Don’t let anyone capture you with empty philosophies and high-sounding nonsense that come from human thinking and from the spiritual powers of this world, rather than from Christ.
-Colossians 2:8, NLT
So much advice or counsel in the church on adultery and divorce is “high-sounding nonsense” in my opinion.
Most do not approach the topic with an understanding that adultery and divorce are traumas. They cut deep–i.e soul deep.
Adultery is soul rape. The Bible teaches us that marriage is a union between two spouses. That union results in two becoming one. A third party–i.e. the affair partner–violates that oneness without the consent of faithful spouse. It’s rape at an emotional and spiritual level (see I Cor. 6).

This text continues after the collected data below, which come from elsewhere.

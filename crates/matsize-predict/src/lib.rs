//! matsize-predict — size predictions with a deterministic fallback.
//!
//! A remote, model-backed predictor is tried first. Any failure (refused
//! connection, timeout, non-2xx, malformed body) is logged and answered
//! with a locally synthesized result instead, so callers always get a
//! prediction for valid input.
//!
//! # Architecture
//!
//! ```text
//! PredictionService
//!   ├── InputBounds::validate()  → ValidationError (caller's fault)
//!   ├── Predictor (RemotePredictor: hyper + rustls, timeout, retries)
//!   │   └── PredictError         → logged, never surfaced
//!   └── matsize_core::synthesize_fallback()
//! ```

use std::future::Future;

use matsize_core::{InputPair, ResultSummary};

pub mod error;
pub mod remote;
pub mod service;

pub use error::{PredictError, PredictResult};
pub use remote::RemotePredictor;
pub use service::{Prediction, PredictionService, PredictionSource};

/// A source of size predictions that may be unavailable.
pub trait Predictor: Send + Sync + 'static {
    /// URL (or other identifier) reported alongside results.
    fn endpoint(&self) -> &str;

    fn predict(
        &self,
        input: InputPair,
    ) -> impl Future<Output = PredictResult<ResultSummary>> + Send;
}
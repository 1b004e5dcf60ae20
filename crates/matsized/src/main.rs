//! matsized — the matsize daemon.
//!
//! Serves the prediction API, or runs a single prediction from the
//! command line using the same service and response envelope.
//!
//! # Usage
//!
//! ```text
//! matsized serve --config matsize.toml --port 8000
//! matsized predict --pct-min 35 --cum-min 85 --offline
//! ```

use std::net::SocketAddr;
use std::path::{Path, PathBuf};

use anyhow::Context;
use clap::{Parser, Subcommand};
use tracing::info;

use matsize_api::{ApiState, PredictResponse, build_router};
use matsize_core::MatsizeConfig;
use matsize_predict::PredictionService;

#[derive(Parser)]
#[command(name = "matsized", about = "matsize prediction daemon")]
struct Cli {
    #[command(subcommand)]
    command: Command,
}

#[derive(Subcommand)]
enum Command {
    /// Serve the HTTP API.
    Serve {
        /// Path to a TOML config file. Defaults apply when omitted.
        #[arg(long)]
        config: Option<PathBuf>,

        /// Port to listen on, overriding `server.port`.
        #[arg(long)]
        port: Option<u16>,
    },

    /// Run one prediction and print the response envelope.
    Predict {
        /// PCT_MIN_0.25MM_60MSH measurement.
        #[arg(long, allow_negative_numbers = true)]
        pct_min: f64,

        /// CUM_MIN_3.15MM measurement.
        #[arg(long, allow_negative_numbers = true)]
        cum_min: f64,

        /// Path to a TOML config file.
        #[arg(long)]
        config: Option<PathBuf>,

        /// Skip the remote predictor and synthesize locally.
        #[arg(long)]
        offline: bool,
    },
}

#[tokio::main]
async fn main() -> anyhow::Result<()> {
    tracing_subscriber::fmt()
        .with_env_filter(
            tracing_subscriber::EnvFilter::try_from_default_env()
                .unwrap_or_else(|_| tracing_subscriber::EnvFilter::new("info,matsized=debug,matsize=debug")),
        )
        .with_writer(std::io::stderr)
        .init();

    let cli = Cli::parse();

    match cli.command {
        Command::Serve { config, port } => {
            let mut config = load_config(config.as_deref())?;
            if let Some(port) = port {
                config.server.port = port;
            }
            run_server(config).await
        }
        Command::Predict {
            pct_min,
            cum_min,
            config,
            offline,
        } => {
            let mut config = load_config(config.as_deref())?;
            if offline {
                config.prediction.remote_enabled = false;
            }
            run_predict(&config, pct_min, cum_min).await
        }
    }
}

fn load_config(path: Option<&Path>) -> anyhow::Result<MatsizeConfig> {
    match path {
        Some(path) => {
            let config = MatsizeConfig::from_file(path)?;
            info!(path = %path.display(), "config loaded");
            Ok(config)
        }
        None => Ok(MatsizeConfig::default()),
    }
}

async fn run_server(config: MatsizeConfig) -> anyhow::Result<()> {
    info!(environment = %config.server.environment, "matsize daemon starting");

    let service = PredictionService::from_config(&config)?;
    let state = ApiState::new(service, &config);
    if !state.models.all_present() {
        info!(artifacts = ?config.models.artifacts, "model artifacts not found, health will report models_loaded=false");
    }

    let router = build_router(state);
    let addr: SocketAddr = format!("{}:{}", config.server.host, config.server.port)
        .parse()
        .with_context(|| format!("invalid listen address {}:{}", config.server.host, config.server.port))?;

    info!(%addr, "API server starting");

    let listener = tokio::net::TcpListener::bind(addr).await?;

    // Graceful shutdown on Ctrl-C.
    axum::serve(listener, router)
        .with_graceful_shutdown(async {
            if let Err(e) = tokio::signal::ctrl_c().await {
                tracing::error!(error = %e, "failed to listen for shutdown signal");
                std::future::pending::<()>().await;
            }
            info!("shutdown signal received");
        })
        .await?;

    info!("matsize daemon stopped");
    Ok(())
}

async fn run_predict(config: &MatsizeConfig, pct_min: f64, cum_min: f64) -> anyhow::Result<()> {
    let service = PredictionService::from_config(config)?;
    let prediction = service.predict(Some(pct_min), Some(cum_min)).await?;
    println!("{}", serde_json::to_string_pretty(&PredictResponse::new(&prediction))?);
    Ok(())
}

When we have this biblical understanding of the traumatic nature of adultery for the faithful party, the usual “wisdom” is exposed for the harmful nonsense it is.
Only a sick (and wicked) person would dare ask a rape victim what they did “to contribute” to their victimization. Yet that is accepted as wisdom in dealing with adultery situations in the church all the time. “Own your part” is what they say!
Only a sick (and wicked) person would dare suggest “it takes two” in a rape situation. While technically true, this statement omits important information–like one party not being willing–and is clearly aimed at blaming the victim. This “wisdom” is spouted regularly to faithful spouses, sadly.
I lump divorce and adultery together as that is how the Bible treats these two subjects. They are strongly linked. A marriage ending following adultery is not the fault of the faithful party.
In fact, I would argue the ending of the marriage was compulsory in the Old Testament via the death sentence for the adulterous (see Deuteronomy 22:22).
Yet that argument is for another post on another day. My point is that the worldly wisdom on infidelity and divorce looks foolish and wicked when properly framed through a biblical theology on such matters.